Hi, I’m Dan Kuperstein, and welcome to this episode of ComplianceMINUTE.
While state medical licensing laws have historically imposed significant restrictions on telemedicine practitioners and limited the value and availability of telemedicine services to employees, there are some new signs that this is changing.
This summer, the state of Texas passed SB 1107, which is a law that prohibits regulatory agencies with authority over a health professional from adopting rules pertaining to telemedicine that would impose a higher standard of care than the in-person standard of care. Under SB 1107, the Texas Medical Board must revise portions of its existing telemedicine regulations, which had been considered to be among the most restrictive in the country. The new law will require elimination of provisions that had required, among other burdensome provisions, that interaction between the patient and telemedicine practitioner must be conducted through live video feed.

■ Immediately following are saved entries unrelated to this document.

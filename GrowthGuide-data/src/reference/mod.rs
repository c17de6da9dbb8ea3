// Reference table storage
pub mod errors;
mod in_memory;
mod loader;

// Fixture tables for both testing and when mock feature is enabled
#[cfg(any(test, feature = "mock"))]
pub mod fixtures;

use crate::models::{AgeTable, Gender, Metric};

// Re-export commonly used types
pub use errors::ReferenceDataError;
pub use in_memory::InMemoryReferenceStore;
pub use loader::{load_bundled, load_from_path, load_from_str, BUNDLED_REFERENCE_DATA};

/// Read-only access to growth reference tables.
///
/// Implementations are loaded once and shared between requests, so lookups
/// never mutate.
pub trait ReferenceTableStore: Send + Sync + std::fmt::Debug {
    /// Age table for a (metric, gender) pair, if the store carries one
    fn table(&self, metric: Metric, gender: Gender) -> Option<&AgeTable>;

    /// Every (metric, gender) pair with a table
    fn available_tables(&self) -> Vec<(Metric, Gender)>;
}
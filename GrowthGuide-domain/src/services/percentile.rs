use tracing::debug;

use growth_guide_data::{AgeTable, Metric, PercentileLabel, ReferenceRow};

/// Extreme tier label reported one tier down when exceeded
const EXTREME_TIER: &str = "p999";
const EXTREME_TIER_REMAP: &str = "p99";

/// How a reference row's values bracket the bands between them.
///
/// The two conventions assign a value that sits inside a band to opposite
/// endpoints, so results differ between metrics for the same numbers.
#[derive(Debug, Clone, Copy, PartialEq, Eq)]
pub enum IntervalPolicy {
    /// Bands are `(v[i], v[i+1]]` and report the upper label.
    /// Values past the top report it, with `p999` collapsed to `p99`.
    OpenLowClosedHigh,

    /// Bands are `[v[i], v[i+1])` and report the lower label.
    /// Values at or past the top report it unchanged.
    ClosedLowOpenHigh,
}

impl IntervalPolicy {
    /// Policy used for a metric's reference tables
    pub fn for_metric(metric: Metric) -> Self {
        match metric {
            Metric::Height | Metric::Weight => IntervalPolicy::OpenLowClosedHigh,
            Metric::Bmi => IntervalPolicy::ClosedLowOpenHigh,
        }
    }

    /// Classify a value against a row already sorted ascending by value
    fn classify(&self, sorted: &[(&str, f64)], value: f64) -> PercentileLabel {
        let (Some(&(lowest, lowest_value)), Some(&(highest, _))) = (sorted.first(), sorted.last()) else {
            return PercentileLabel::unknown();
        };

        match self {
            IntervalPolicy::OpenLowClosedHigh => {
                if value <= lowest_value {
                    return PercentileLabel::new(lowest);
                }

                for pair in sorted.windows(2) {
                    let (_, current) = pair[0];
                    let (next_label, next) = pair[1];
                    if current < value && value <= next {
                        return PercentileLabel::new(next_label);
                    }
                }

                if highest == EXTREME_TIER {
                    PercentileLabel::new(EXTREME_TIER_REMAP)
                } else {
                    PercentileLabel::new(highest)
                }
            }
            IntervalPolicy::ClosedLowOpenHigh => {
                if value < lowest_value {
                    return PercentileLabel::new(lowest);
                }

                for pair in sorted.windows(2) {
                    let (current_label, current) = pair[0];
                    let (_, next) = pair[1];
                    if current <= value && value < next {
                        return PercentileLabel::new(current_label);
                    }
                }

                PercentileLabel::new(highest)
            }
        }
    }
}

/// Classify a value against a single reference row
pub fn classify_row(policy: IntervalPolicy, row: &ReferenceRow, value: f64) -> PercentileLabel {
    let sorted = row.sorted_by_value();
    policy.classify(&sorted, value)
}

/// Percentile label for a value at an age, using the metric's policy.
///
/// Returns `unknown` when the table has no row for the age.
pub fn resolve_percentile(metric: Metric, table: &AgeTable, age: i64, value: f64) -> PercentileLabel {
    match table.row_for(age) {
        Some(row) => classify_row(IntervalPolicy::for_metric(metric), row, value),
        None => {
            debug!("No {} reference row for age {}", metric, age);
            PercentileLabel::unknown()
        }
    }
}

/// Height-for-age percentile (open-low, closed-high)
pub fn find_percentile_for_height(table: &AgeTable, age: i64, height: f64) -> PercentileLabel {
    resolve_percentile(Metric::Height, table, age, height)
}

/// Weight-for-age percentile (open-low, closed-high)
pub fn find_percentile_for_weight(table: &AgeTable, age: i64, weight: f64) -> PercentileLabel {
    resolve_percentile(Metric::Weight, table, age, weight)
}

/// BMI-for-age percentile (closed-low, open-high)
pub fn find_percentile_for_bmi(table: &AgeTable, age: i64, bmi: f64) -> PercentileLabel {
    resolve_percentile(Metric::Bmi, table, age, bmi)
}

Like Texas, other states have recently relaxed their rules relating to telemedicine practitioners seeking to prescribe controlled substances. The Florida Board of Medicine, for example, replaced its ban on any prescription of controlled substances using telemedicine with a new rule that allows telemedicine practitioners, with certain exceptions, to issue such prescriptions.
Also, Ohio, West Virginia, Delaware, Indiana and Michigan have also expanded the circumstances under which telemedicine practitioners can prescribe controlled substances.
Additionally, in an effort to facilitate license portability and the practice of interstate telemedicine, the Federation of State Medical Boards developed an Interstate Medical Licensure Compact.
25 states participate in the Compact. Under the Compact, licensed physicians can qualify to practice medicine across state lines within the Compact if they meet the agreed-upon eligibility requirements.
So, what are the key takeaways here for employers? While these recent actions by states to encourage the growth of telemedicine may encourage more employers to start offering telemedicine services, employers should be aware that telemedicine plans are considered group health plans, and as with any group health plan, providing a telemedicine program to employees can raise a number of compliance issues under the ACA, HIPAA, and COBRA, as well as disqualify individuals participating in a high deductible health plan from contributing to their health savings account.